- Born: 8 February 1831 Wädenswil, Switzerland
- Died: 31 January 1892 (aged 60) Lucerne, Switzerland
- Occupations: Hotelier, politician
- Spouse: Emma Späth (m. 1861)
- Parent(s): Hans Kaspar Hauser Susanna Höhn
- Relatives: Johann Jakob Hauser (brother)

= Adolf Hauser =

Swiss hotelier and politician

Adolf Hauser (8 February 1831 – 31 January 1892) was a Swiss hotelier and politician.

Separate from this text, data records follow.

//! 명령행 인자 정의 (clap derive)

use clap::{Args, Parser, Subcommand, ValueEnum};
use opsboard_analysis::filter::HostView;
use opsboard_core::models::event::{EventStatus, Priority, Severity};
use std::path::PathBuf;

/// OPSBOARD 터미널 클라이언트
///
/// IT 운영 백엔드의 자산, 이벤트, 서버 모니터링 현황을 조회하고 이벤트를 관리한다.
#[derive(Parser, Debug)]
#[command(name = "opsboard")]
#[command(author, version, about, long_about = None)]
pub struct Cli {
    /// 백엔드 URL (설정 파일 값을 덮어씀, 예: http://localhost:5000)
    #[arg(long, short = 's', global = true)]
    pub server: Option<String>,

    /// 설정 파일 경로 (기본: 플랫폼별 설정 디렉토리의 config.json)
    #[arg(long, short = 'c', global = true)]
    pub config: Option<PathBuf>,

    /// 로그 레벨 (trace, debug, info, warn, error)
    #[arg(long, short = 'l', global = true, default_value = "warn")]
    pub log_level: String,

    #[command(subcommand)]
    pub command: Command,
}

#[derive(Subcommand, Debug)]
pub enum Command {
    /// 자산 목록
    Assets(AssetArgs),
    /// 이벤트 목록
    Events(EventListArgs),
    /// 이벤트 생성/변경/삭제/상세
    #[command(subcommand)]
    Event(EventCommand),
    /// 모니터링 대시보드
    Dashboard(DashboardArgs),
    /// 외부 연동 설정
    #[command(subcommand)]
    Settings(SettingsCommand),
}

#[derive(Args, Debug, Default)]
pub struct AssetArgs {
    #[arg(long)]
    pub status: Option<String>,
    #[arg(long)]
    pub brand: Option<String>,
    #[arg(long = "type")]
    pub asset_type: Option<String>,
    /// id/이름/모델/시리얼/담당자/위치 부분 문자열 검색
    #[arg(long)]
    pub search: Option<String>,
}

#[derive(Args, Debug, Default)]
pub struct EventListArgs {
    #[arg(long)]
    pub status: Option<EventStatus>,
    #[arg(long)]
    pub severity: Option<Severity>,
    #[arg(long)]
    pub priority: Option<Priority>,
    /// 번호/제목/설명/출처 부분 문자열 검색
    #[arg(long)]
    pub search: Option<String>,
    /// 쿼리 파라미터 형식 필터 (예: "status=unresolved&severity=high")
    #[arg(long)]
    pub query: Option<String>,
}

#[derive(Subcommand, Debug)]
pub enum EventCommand {
    /// 이벤트 생성
    Create(CreateEventArgs),
    /// 상태 변경
    Status {
        id: String,
        #[arg(value_parser = parse_settable_status)]
        status: EventStatus,
    },
    /// 노트 추가
    Note { id: String, text: String },
    /// 이벤트 삭제
    Delete { id: String },
    /// 이벤트 상세
    Show { id: String },
}

#[derive(Args, Debug)]
pub struct CreateEventArgs {
    #[arg(long)]
    pub title: String,
    #[arg(long)]
    pub description: String,
    #[arg(long)]
    pub source: Option<String>,
    #[arg(long)]
    pub category: Option<String>,
    #[arg(long)]
    pub severity: Option<Severity>,
    #[arg(long)]
    pub priority: Option<Priority>,
    #[arg(long)]
    pub assigned_to: Option<String>,
}

#[derive(Args, Debug, Default)]
pub struct DashboardArgs {
    /// 푸시 채널을 따라가며 계속 갱신
    #[arg(long, short = 'w')]
    pub watch: bool,
    /// 호스트 카드 보기 필터
    #[arg(long, value_enum, default_value_t = ViewFilter::All)]
    pub view: ViewFilter,
    /// 호스트 이름 검색
    #[arg(long)]
    pub search: Option<String>,
}

#[derive(ValueEnum, Debug, Clone, Copy, Default, PartialEq, Eq)]
pub enum ViewFilter {
    #[default]
    All,
    /// 카드 경고가 있는 호스트만
    Alerts,
    /// 카드 경고가 없는 호스트만
    Healthy,
}

impl From<ViewFilter> for HostView {
    fn from(view: ViewFilter) -> Self {
        match view {
            ViewFilter::All => HostView::All,
            ViewFilter::Alerts => HostView::AlertOnly,
            ViewFilter::Healthy => HostView::HealthyOnly,
        }
    }
}

#[derive(Subcommand, Debug)]
pub enum SettingsCommand {
    /// Grafana 연동 설정
    #[command(subcommand)]
    Grafana(GrafanaCommand),
}

#[derive(Subcommand, Debug)]
pub enum GrafanaCommand {
    /// 저장된 설정 조회
    Show,
    /// 설정 저장
    Save {
        #[arg(long)]
        url: String,
        #[arg(long)]
        api_key: String,
    },
    /// 설정 초기화
    Reset,
    /// 연결 테스트 (인자가 없으면 저장된 설정 사용)
    Test {
        #[arg(long, requires = "api_key")]
        url: Option<String>,
        #[arg(long, requires = "url")]
        api_key: Option<String>,
    },
}

/// 상태 변경 컨트롤에서 고를 수 있는 값만 허용 (`closed` 제외)
fn parse_settable_status(s: &str) -> Result<EventStatus, String> {
    let status: EventStatus = s.parse().map_err(|e| format!("{e}"))?;
    if !status.is_settable() {
        let allowed: Vec<_> = EventStatus::SETTABLE.iter().map(|s| s.as_str()).collect();
        return Err(format!("허용 값: {}", allowed.join(", ")));
    }
    Ok(status)
}

#[cfg(test)]
mod tests {
    use super::*;
    use clap::CommandFactory;

    #[test]
    fn cli_definition_is_valid() {
        Cli::command().debug_assert();
    }

    #[test]
    fn parses_event_list_filters() {
        let cli = Cli::try_parse_from([
            "opsboard",
            "--server",
            "http://ops:5000",
            "events",
            "--severity",
            "critical",
            "--query",
            "status=unresolved",
        ])
        .unwrap();
        assert_eq!(cli.server.as_deref(), Some("http://ops:5000"));
        match cli.command {
            Command::Events(args) => {
                assert_eq!(args.severity, Some(Severity::Critical));
                assert_eq!(args.query.as_deref(), Some("status=unresolved"));
            }
            other => panic!("unexpected command: {other:?}"),
        }
    }

    #[test]
    fn status_command_rejects_closed() {
        let result = Cli::try_parse_from(["opsboard", "event", "status", "EVT1", "closed"]);
        assert!(result.is_err());

        let cli = Cli::try_parse_from(["opsboard", "event", "status", "EVT1", "in-progress"])
            .unwrap();
        assert!(matches!(
            cli.command,
            Command::Event(EventCommand::Status {
                status: EventStatus::InProgress,
                ..
            })
        ));
    }

    #[test]
    fn unknown_severity_is_rejected() {
        let result = Cli::try_parse_from(["opsboard", "events", "--severity", "apocalyptic"]);
        assert!(result.is_err());
    }

    #[test]
    fn global_flags_after_subcommand() {
        let cli = Cli::try_parse_from(["opsboard", "dashboard", "--view", "alerts", "-l", "debug"])
            .unwrap();
        assert_eq!(cli.log_level, "debug");
        assert!(matches!(
            cli.command,
            Command::Dashboard(DashboardArgs {
                view: ViewFilter::Alerts,
                ..
            })
        ));
    }
}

He owned the largest private hotel property in Switzerland and was the first Protestant member of the Grand Council of Lucerne.

==Early life and career==

Hauser was born on 8 February 1831 in Wädenswil, the son of Hans Kaspar Hauser, an innkeeper, and Susanna Höhn. He was the brother of Johann Jakob Hauser. He completed various internships in hotels in Bad Ragaz, London, and Italy. In 1861, he married Emma Späth of St. Gallen.

==Hotel business==

In 1861, Hauser and his brothers Gottfried (died 1866) and Albert (died 1877) purchased the Schweizerhof in Lucerne. In 1872, they acquired the Luzernerhof. With 600 beds, these two establishments represented the largest private hotel property in Switzerland.

==Political career==

Hauser was a member of the Radical party. He served on the Grand Council of the city of Lucerne from 1878 to 1892. In 1891, he became the first Protestant deputy elected to the Grand Council of Lucerne, serving until his death in 1892. He was president of the Swiss Hotel Association (Société suisse des hôteliers) from 1889 to 1892.

Hauser died on 31 January 1892 in Lucerne.